Pertama, karena banyak orang tidak mengusahakan kesucian—entah karena tidak tahu, atau tidak mau tahu. Mereka menutup mata terhadap kebenaran. Di satu sisi, gereja juga sering kali tidak berbicara keras dan tegas mengenai hal ini.

Kedua, banyak orang salah paham karena menganggap kesucian hanya dapat dicapai nanti di surga, dan kesempurnaan tidak mungkin diraih di dunia ini. Pemahaman ini menyesatkan banyak orang.

Ketiga, ada yang merasa tidak mampu, sehingga menjadi pesimis. Mereka tahu bahwa Tuhan menuntut kesempurnaan, tetapi merasa mustahil untuk mencapainya. Padahal, kita tidak boleh menilai apakah seseorang sudah melakukan kehendak Bapa atau belum, sebab kesempurnaan setiap orang berbeda. Yang diberi banyak akan dituntut banyak.

Setiap orang memiliki persoalan, beban, dan pergumulan yang berbeda-beda. Kesempurnaan berarti lengkap, utuh, lulus, menang. Proses menuju kesempurnaan ini tentu tidak sama bagi setiap individu. Namun kita perlu mengingat bahwa Tuhan tidak akan membiarkan kita dicobai melebihi kekuatan kita. Masing-masing orang akan diproses untuk terus meningkat menuju kesempurnaan yang dikehendaki Allah.
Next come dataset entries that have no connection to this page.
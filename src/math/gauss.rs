//! Gauss-Legendre quadrature and the nested iso-parametric integrator

use std::sync::OnceLock;

use log::trace;

use super::Mat;
use crate::error::{FEAError, FEAResult};

/// Largest supported number of points per axis
pub const MAX_GAUSS_POINTS: usize = 32;

/// A 1D Gauss point on [-1, 1]
#[derive(Debug, Clone, Copy, PartialEq)]
pub struct GaussPoint {
    pub coord: f64,
    pub weight: f64,
}

/// Number of points that integrates a polynomial of `degree` exactly
pub fn gauss_point_count(degree: usize) -> usize {
    degree / 2 + 1
}

fn legendre_points(n: usize) -> Vec<GaussPoint> {
    let mut points = vec![GaussPoint { coord: 0.0, weight: 0.0 }; n];
    let nf = n as f64;
    for i in 0..(n + 1) / 2 {
        let mut x = (std::f64::consts::PI * (i as f64 + 0.75) / (nf + 0.5)).cos();
        let mut dp = 1.0;
        for _ in 0..100 {
            let (mut p0, mut p1) = (1.0, x);
            for k in 2..=n {
                let kf = k as f64;
                let p2 = ((2.0 * kf - 1.0) * x * p1 - (kf - 1.0) * p0) / kf;
                p0 = p1;
                p1 = p2;
            }
            dp = nf * (x * p1 - p0) / (x * x - 1.0);
            let dx = p1 / dp;
            x -= dx;
            if dx.abs() < 1e-15 {
                break;
            }
        }
        let w = 2.0 / ((1.0 - x * x) * dp * dp);
        points[i] = GaussPoint { coord: -x, weight: w };
        points[n - 1 - i] = GaussPoint { coord: x, weight: w };
    }
    points
}

fn table() -> &'static [Vec<GaussPoint>] {
    static TABLE: OnceLock<Vec<Vec<GaussPoint>>> = OnceLock::new();
    TABLE.get_or_init(|| (1..=MAX_GAUSS_POINTS).map(legendre_points).collect())
}

/// Gauss-Legendre points on [-1, 1], in ascending coordinate order
pub fn gauss_legendre(n: usize) -> FEAResult<&'static [GaussPoint]> {
    if n == 0 || n > MAX_GAUSS_POINTS {
        return Err(FEAError::unsupported(format!(
            "{n} gauss points requested, supported range is 1..={MAX_GAUSS_POINTS}"
        )));
    }
    Ok(&table()[n - 1])
}

/// Integrates a matrix valued function `H(xi, eta, gamma)` over
///
/// ```text
/// gamma in [a1, a2]
///   eta in [f1(gamma), f2(gamma)]
///     xi in [g1(eta, gamma), g2(eta, gamma)]
/// ```
///
/// Axes that a problem does not use are given the unit range [0, 1] with a
/// single point, which contributes a factor of one.
pub struct GaussianIntegrator<'a> {
    pub a1: f64,
    pub a2: f64,
    pub f1: Box<dyn Fn(f64) -> f64 + 'a>,
    pub f2: Box<dyn Fn(f64) -> f64 + 'a>,
    pub g1: Box<dyn Fn(f64, f64) -> f64 + 'a>,
    pub g2: Box<dyn Fn(f64, f64) -> f64 + 'a>,
    pub xi_points: usize,
    pub eta_points: usize,
    pub gamma_points: usize,
}

impl<'a> GaussianIntegrator<'a> {
    /// Integrate along `xi` over `[a, b]`
    pub fn line(a: f64, b: f64, points: usize) -> Self {
        Self {
            a1: 0.0,
            a2: 1.0,
            f1: Box::new(|_| 0.0),
            f2: Box::new(|_| 1.0),
            g1: Box::new(move |_, _| a),
            g2: Box::new(move |_, _| b),
            xi_points: points,
            eta_points: 1,
            gamma_points: 1,
        }
    }

    /// Bi-unit square `[-1, 1] x [-1, 1]`
    pub fn rectangle(xi_points: usize, eta_points: usize) -> Self {
        Self {
            a1: 0.0,
            a2: 1.0,
            f1: Box::new(|_| -1.0),
            f2: Box::new(|_| 1.0),
            g1: Box::new(|_, _| -1.0),
            g2: Box::new(|_, _| 1.0),
            xi_points,
            eta_points,
            gamma_points: 1,
        }
    }

    /// Unit triangle `xi >= 0, eta >= 0, xi + eta <= 1`
    pub fn triangle(xi_points: usize, eta_points: usize) -> Self {
        Self {
            a1: 0.0,
            a2: 1.0,
            f1: Box::new(|_| 0.0),
            f2: Box::new(|_| 1.0),
            g1: Box::new(|_, _| 0.0),
            g2: Box::new(|eta, _| 1.0 - eta),
            xi_points,
            eta_points,
            gamma_points: 1,
        }
    }

    /// Unit tetrahedron `xi, eta, gamma >= 0, xi + eta + gamma <= 1`
    pub fn tetrahedron(xi_points: usize, eta_points: usize, gamma_points: usize) -> Self {
        Self {
            a1: 0.0,
            a2: 1.0,
            f1: Box::new(|_| 0.0),
            f2: Box::new(|gamma| 1.0 - gamma),
            g1: Box::new(|_, _| 0.0),
            g2: Box::new(|eta, gamma| 1.0 - eta - gamma),
            xi_points,
            eta_points,
            gamma_points,
        }
    }

    /// Evaluate the integral. All integrand samples must share one shape.
    pub fn integrate<H>(&self, mut h: H) -> FEAResult<Mat>
    where
        H: FnMut(f64, f64, f64) -> FEAResult<Mat>,
    {
        let gammas = gauss_legendre(self.gamma_points)?;
        let etas = gauss_legendre(self.eta_points)?;
        let xis = gauss_legendre(self.xi_points)?;
        trace!(
            "gauss integration with {}x{}x{} points",
            self.xi_points,
            self.eta_points,
            self.gamma_points
        );

        let mut sum: Option<Mat> = None;

        let gamma_half = (self.a2 - self.a1) / 2.0;
        let gamma_mid = (self.a2 + self.a1) / 2.0;
        for gp in gammas {
            let gamma = gamma_mid + gamma_half * gp.coord;
            let (e1, e2) = ((self.f1)(gamma), (self.f2)(gamma));
            let eta_half = (e2 - e1) / 2.0;
            let eta_mid = (e2 + e1) / 2.0;

            for ep in etas {
                let eta = eta_mid + eta_half * ep.coord;
                let (x1, x2) = ((self.g1)(eta, gamma), (self.g2)(eta, gamma));
                let xi_half = (x2 - x1) / 2.0;
                let xi_mid = (x2 + x1) / 2.0;

                for xp in xis {
                    let xi = xi_mid + xi_half * xp.coord;
                    let w = gp.weight * gamma_half * ep.weight * eta_half * xp.weight * xi_half;
                    let value = h(xi, eta, gamma)?;

                    match sum.as_mut() {
                        None => sum = Some(value * w),
                        Some(acc) => {
                            if acc.shape() != value.shape() {
                                return Err(FEAError::DimensionError {
                                    expected: acc.shape(),
                                    actual: value.shape(),
                                });
                            }
                            *acc += value * w;
                        }
                    }
                }
            }
        }

        sum.ok_or_else(|| FEAError::MathError("empty integration domain".into()))
    }
}

#[cfg(test)]
mod tests {
    use super::*;
    use approx::assert_relative_eq;

    #[test]
    fn test_known_points() {
        let p2 = gauss_legendre(2).unwrap();
        assert_relative_eq!(p2[0].coord, -1.0 / 3f64.sqrt(), epsilon = 1e-14);
        assert_relative_eq!(p2[1].weight, 1.0, epsilon = 1e-14);

        let p3 = gauss_legendre(3).unwrap();
        assert_relative_eq!(p3[1].coord, 0.0, epsilon = 1e-14);
        assert_relative_eq!(p3[1].weight, 8.0 / 9.0, epsilon = 1e-14);
        assert_relative_eq!(p3[2].coord, (0.6f64).sqrt(), epsilon = 1e-14);
        assert_relative_eq!(p3[0].weight, 5.0 / 9.0, epsilon = 1e-14);

        let p1 = gauss_legendre(1).unwrap();
        assert_relative_eq!(p1[0].coord, 0.0, epsilon = 1e-14);
        assert_relative_eq!(p1[0].weight, 2.0, epsilon = 1e-14);
    }

    #[test]
    fn test_weights_sum_to_two() {
        for n in 1..=MAX_GAUSS_POINTS {
            let s: f64 = gauss_legendre(n).unwrap().iter().map(|p| p.weight).sum();
            assert_relative_eq!(s, 2.0, epsilon = 1e-12);
        }
    }

    #[test]
    fn test_out_of_range() {
        assert!(gauss_legendre(0).is_err());
        assert!(gauss_legendre(MAX_GAUSS_POINTS + 1).unwrap_err().is_unsupported());
    }

    #[test]
    fn test_point_count_is_exact_for_degree() {
        // x^7 + x^6 on [0, 2]
        let degree = 7;
        let n = gauss_point_count(degree);
        let intg = GaussianIntegrator::line(0.0, 2.0, n);
        let r = intg
            .integrate(|x, _, _| Ok(Mat::from_element(1, 1, x.powi(7) + x.powi(6))))
            .unwrap();
        assert_relative_eq!(r[(0, 0)], 256.0 / 8.0 + 128.0 / 7.0, epsilon = 1e-10);
    }

    #[test]
    fn test_triangle_area_and_moment() {
        let intg = GaussianIntegrator::triangle(2, 2);
        let r = intg
            .integrate(|xi, eta, _| Ok(Mat::from_row_slice(1, 2, &[1.0, xi * eta])))
            .unwrap();
        assert_relative_eq!(r[(0, 0)], 0.5, epsilon = 1e-14);
        assert_relative_eq!(r[(0, 1)], 1.0 / 24.0, epsilon = 1e-14);
    }

    #[test]
    fn test_tetrahedron_volume() {
        let intg = GaussianIntegrator::tetrahedron(1, 1, 1);
        let r = intg.integrate(|_, _, _| Ok(Mat::from_element(1, 1, 1.0))).unwrap();
        assert_relative_eq!(r[(0, 0)], 1.0 / 6.0, epsilon = 1e-14);
    }

    #[test]
    fn test_rectangle() {
        let intg = GaussianIntegrator::rectangle(2, 2);
        let r = intg
            .integrate(|xi, eta, _| Ok(Mat::from_element(1, 1, xi * xi * eta * eta)))
            .unwrap();
        assert_relative_eq!(r[(0, 0)], 4.0 / 9.0, epsilon = 1e-14);
    }

    #[test]
    fn test_shape_change_is_dimension_error() {
        let intg = GaussianIntegrator::line(-1.0, 1.0, 2);
        let err = intg
            .integrate(|xi, _, _| {
                let n = if xi < 0.0 { 1 } else { 2 };
                Ok(Mat::zeros(n, 1))
            })
            .unwrap_err();
        assert!(matches!(err, FEAError::DimensionError { .. }));
    }
}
Keempat, karena trauma akibat kegagalan. Ada orang yang pernah jatuh, kemudian menyerah, dan berkata dalam hatinya, “Aku memang tidak akan pernah bisa sempurna.” Ini adalah pekerjaan kuasa gelap yang menipu manusia, membuatnya kehilangan harapan dan tidak lagi mau memperbarui hidup. Ia terkurung dalam kebodohan dan keputusasaan. Padahal, jika gagal, seharusnya kita bangkit kembali. Jika putus asa, kita tidak akan berlatih, belajar, atau mencoba lagi.

Kelima, ada yang sengaja menolak. Ini yang paling berbahaya. Orang-orang seperti ini memilih untuk tidak melakukan kehendak Allah. Biasanya mereka sudah terikat oleh cinta dunia sehingga tidak lagi memiliki kehendak untuk melakukan kehendak Bapa. Kehendak bebas yang diberikan Tuhan disia-siakan.

Tuhan mengetahui keadaan seperti ini. Maka oleh ilham Roh Kudus, penulis Kitab Ibrani menulis dalam Ibrani 12:3–6: “Ingatlah selalu akan Dia yang tekun menanggung bantahan yang sehebat itu terhadap diri-Nya dari pihak orang-orang berdosa, supaya kamu jangan menjadi lemah dan putus asa. Dalam pergumulan kamu melawan dosa, kamu belum sampai mencucurkan darah. Dan sudah lupakah kamu akan nasihat yang berbicara kepadamu seperti kepada anak-anak: Hai anakku, janganlah anggap enteng didikan Tuhan, dan janganlah putus asa apabila engkau diperingatkan-Nya; karena Tuhan menghajar orang yang dikasihi-Nya, dan Ia menyesah orang yang diakui-Nya sebagai anak.”

Jangan putus asa. Standar kita adalah iman yang sempurna. Lihatlah Yesus, yang juga bergumul sampai berdarah-darah, namun Ia menyelesaikannya dan kini duduk di sebelah kanan takhta Allah. Jangan menganggap enteng didikan Tuhan. Artinya, jangan menganggap remeh proses pembentukan yang Tuhan izinkan terjadi dalam hidup kita. Sebab melalui didikan itu, kita dikehendaki untuk bertumbuh dan menjadi dewasa, agar kita dapat mengukir sejarah Tuhan dalam kehidupan kita—yaitu ketika perasaan dan pikiran-Nya diterjemahkan melalui diri kita, di tengah berbagai pergumulan dan persoalan hidup yang beraneka ragam. Dan itulah kemuliaan Allah.